__Stored data__
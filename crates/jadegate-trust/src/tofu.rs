//! Trust-on-first-use: pin a tool's capability baseline on first sighting,
//! alert on deviation thereafter.
//!
//! Stateless around the [`TrustStore`] it's handed — all baseline state
//! lives in the store's certificates, not in the checker itself.

use chrono::{DateTime, Utc};
use serde::{Deserialize, Serialize};

use crate::certificate::Certificate;
use crate::error::TrustResult;
use crate::risk::{RiskLevel, RiskProfile};
use crate::store::TrustStore;

/// What kind of deviation a [`TofuAlert`] is reporting.
#[derive(Debug, Clone, Serialize, Deserialize)]
#[serde(tag = "alert_type", rename_all = "snake_case")]
pub enum TofuAlertKind {
    /// First time this tool id has ever been seen.
    NewTool {
        /// The risk level assigned to the freshly baselined certificate.
        risk_level: RiskLevel,
    },
    /// The tool's recomputed risk level is strictly higher than the
    /// baseline's. The baseline itself is *not* rewritten (see
    /// `jadegate-trust`'s module docs on the no-silent-rebaseline policy).
    RiskEscalation {
        /// The level recorded in the existing certificate.
        old_level: RiskLevel,
        /// The level just computed from current tool metadata.
        new_level: RiskLevel,
    },
    /// The tool's recomputed capability set contains tags the baseline
    /// never had.
    CapabilityChange {
        /// Capability tags present now but absent from the baseline.
        added: Vec<String>,
    },
}

/// An alert raised when a tool's observed behavior deviates from its
/// stored baseline, or when a tool is seen for the very first time.
#[derive(Debug, Clone, Serialize, Deserialize)]
pub struct TofuAlert {
    /// The tool id this alert concerns.
    pub tool_id: String,
    /// What kind of deviation this is.
    pub kind: TofuAlertKind,
    /// Human-readable summary.
    pub message: String,
    /// When the alert was raised.
    pub timestamp: DateTime<Utc>,
}

/// Checks tools against their stored trust baseline, creating one on
/// first sighting.
pub struct TofuChecker<'a> {
    store: &'a TrustStore,
}

impl<'a> TofuChecker<'a> {
    /// Wrap a trust store for baseline lookups and updates.
    #[must_use]
    pub fn new(store: &'a TrustStore) -> Self {
        Self { store }
    }

    /// Check one tool's current metadata against its stored baseline.
    ///
    /// On first encounter (no certificate for `tool_id`), a fresh
    /// certificate is stored from the heuristic risk profile and a single
    /// `new_tool` alert is returned. On later encounters, the recomputed
    /// profile is compared against the stored one: a strictly higher risk
    /// level yields a `risk_escalation` alert, and any capability present
    /// now but absent from the baseline yields a `capability_change`
    /// alert. Neither alert rewrites the stored risk profile — widening a
    /// baseline is an explicit operator action, not an automatic one — but
    /// `last_seen` is always refreshed and the certificate re-saved.
    ///
    /// # Errors
    ///
    /// Returns a [`crate::TrustError`] if persisting the certificate fails.
    pub fn check_tool(
        &self,
        tool_id: &str,
        name: &str,
        description: &str,
        server_id: &str,
    ) -> TrustResult<Vec<TofuAlert>> {
        let mut alerts = Vec::new();
        let now = Utc::now();

        match self.store.get(tool_id) {
            None => {
                let risk = RiskProfile::from_tool_info(name, description);
                let display_name = if name.is_empty() { tool_id } else { name };
                let cert = Certificate::new(
                    tool_id,
                    server_id,
                    display_name,
                    description,
                    risk.clone(),
                );
                self.store.save(cert)?;

                alerts.push(TofuAlert {
                    tool_id: tool_id.to_string(),
                    kind: TofuAlertKind::NewTool {
                        risk_level: risk.level,
                    },
                    message: format!(
                        "New tool '{display_name}' seen for the first time (risk: {})",
                        risk.level
                    ),
                    timestamp: now,
                });
                tracing::info!(tool_id, risk = %risk.level, "TOFU: new tool baselined");
            }
            Some(mut existing) => {
                let new_risk = RiskProfile::from_tool_info(name, description);
                let old_level = existing.risk_profile.level;

                if new_risk.level.rank() > old_level.rank() {
                    alerts.push(TofuAlert {
                        tool_id: tool_id.to_string(),
                        kind: TofuAlertKind::RiskEscalation {
                            old_level,
                            new_level: new_risk.level,
                        },
                        message: format!(
                            "Tool '{tool_id}' risk escalated: {old_level} -> {}",
                            new_risk.level
                        ),
                        timestamp: now,
                    });
                    tracing::warn!(tool_id, %old_level, new_level = %new_risk.level, "TOFU: risk escalation");
                }

                let added: Vec<String> = new_risk
                    .capabilities
                    .iter()
                    .filter(|c| !existing.risk_profile.capabilities.contains(c))
                    .cloned()
                    .collect();
                if !added.is_empty() {
                    alerts.push(TofuAlert {
                        tool_id: tool_id.to_string(),
                        kind: TofuAlertKind::CapabilityChange {
                            added: added.clone(),
                        },
                        message: format!("Tool '{tool_id}' gained new capabilities: {added:?}"),
                        timestamp: now,
                    });
                    tracing::warn!(tool_id, ?added, "TOFU: new capabilities observed");
                }

                existing.last_seen = now;
                self.store.save(existing)?;
            }
        }

        Ok(alerts)
    }

    /// The stored baseline certificate for a tool, if any.
    #[must_use]
    pub fn baseline(&self, tool_id: &str) -> Option<Certificate> {
        self.store.get(tool_id)
    }

    /// Forget a tool's baseline so the next [`TofuChecker::check_tool`]
    /// re-establishes it from scratch. Returns `true` if one was removed.
    ///
    /// # Errors
    ///
    /// Returns a [`crate::TrustError`] if the certificate file exists but
    /// cannot be removed.
    pub fn reset_baseline(&self, tool_id: &str) -> TrustResult<bool> {
        self.store.remove(tool_id)
    }
}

__Required work__
Restate word for word the lines above, beginning at the first one and ending at the line that carries "lookups and updates.".

__Answer for the task__
filename crates/jadegate-trust/src/tofu.rs
//! Trust-on-first-use: pin a tool's capability baseline on first sighting,
//! alert on deviation thereafter.
//!
//! Stateless around the [`TrustStore`] it's handed — all baseline state
//! lives in the store's certificates, not in the checker itself.

use chrono::{DateTime, Utc};
use serde::{Deserialize, Serialize};

use crate::certificate::Certificate;
use crate::error::TrustResult;
use crate::risk::{RiskLevel, RiskProfile};
use crate::store::TrustStore;

/// What kind of deviation a [`TofuAlert`] is reporting.
#[derive(Debug, Clone, Serialize, Deserialize)]
#[serde(tag = "alert_type", rename_all = "snake_case")]
pub enum TofuAlertKind {
    /// First time this tool id has ever been seen.
    NewTool {
        /// The risk level assigned to the freshly baselined certificate.
        risk_level: RiskLevel,
    },
    /// The tool's recomputed risk level is strictly higher than the
    /// baseline's. The baseline itself is *not* rewritten (see
    /// `jadegate-trust`'s module docs on the no-silent-rebaseline policy).
    RiskEscalation {
        /// The level recorded in the existing certificate.
        old_level: RiskLevel,
        /// The level just computed from current tool metadata.
        new_level: RiskLevel,
    },
    /// The tool's recomputed capability set contains tags the baseline
    /// never had.
    CapabilityChange {
        /// Capability tags present now but absent from the baseline.
        added: Vec<String>,
    },
}

/// An alert raised when a tool's observed behavior deviates from its
/// stored baseline, or when a tool is seen for the very first time.
#[derive(Debug, Clone, Serialize, Deserialize)]
pub struct TofuAlert {
    /// The tool id this alert concerns.
    pub tool_id: String,
    /// What kind of deviation this is.
    pub kind: TofuAlertKind,
    /// Human-readable summary.
    pub message: String,
    /// When the alert was raised.
    pub timestamp: DateTime<Utc>,
}

/// Checks tools against their stored trust baseline, creating one on
/// first sighting.
pub struct TofuChecker<'a> {
    store: &'a TrustStore,
}

impl<'a> TofuChecker<'a> {
    /// Wrap a trust store for baseline lookups and updates.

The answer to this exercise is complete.